Write out the data exactly from its first line onward, ending with the line in which "resource, debounced auto-save)" appears.

Saved entries
────────────────────────────────────────

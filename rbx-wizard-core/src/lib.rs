//! rbx-wizard Core Library
//!
//! Client-side state core of the rbx-wizard problem workbench:
//! - Column registry (panel identity, order and layout, persisted locally)
//! - Remote resource cache (memoized, deduplicated backend reads)
//! - Shared editable documents (one buffer and save status per resource, debounced auto-save)
//! - Statement, editor and review services built on the three above
//!
//! The library is platform-independent: backend access goes through the traits of
//! `rbx-wizard-api` and durable state through [`StateStorage`].

pub mod error;
pub mod services;
pub mod traits;
pub mod types;

#[cfg(test)]
mod test_utils;

// Re-export common types
pub use error::{CoreError, CoreResult};
pub use services::{ServiceContext, Workbench};
pub use traits::{DocumentSaver, InMemoryStateStorage, StateStorage};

────────────────────────────────────────

(Written response)
filename rbx-wizard-core/src/lib.rs
//! rbx-wizard Core Library
//!
//! Client-side state core of the rbx-wizard problem workbench:
//! - Column registry (panel identity, order and layout, persisted locally)
//! - Remote resource cache (memoized, deduplicated backend reads)
//! - Shared editable documents (one buffer and save status per resource, debounced auto-save)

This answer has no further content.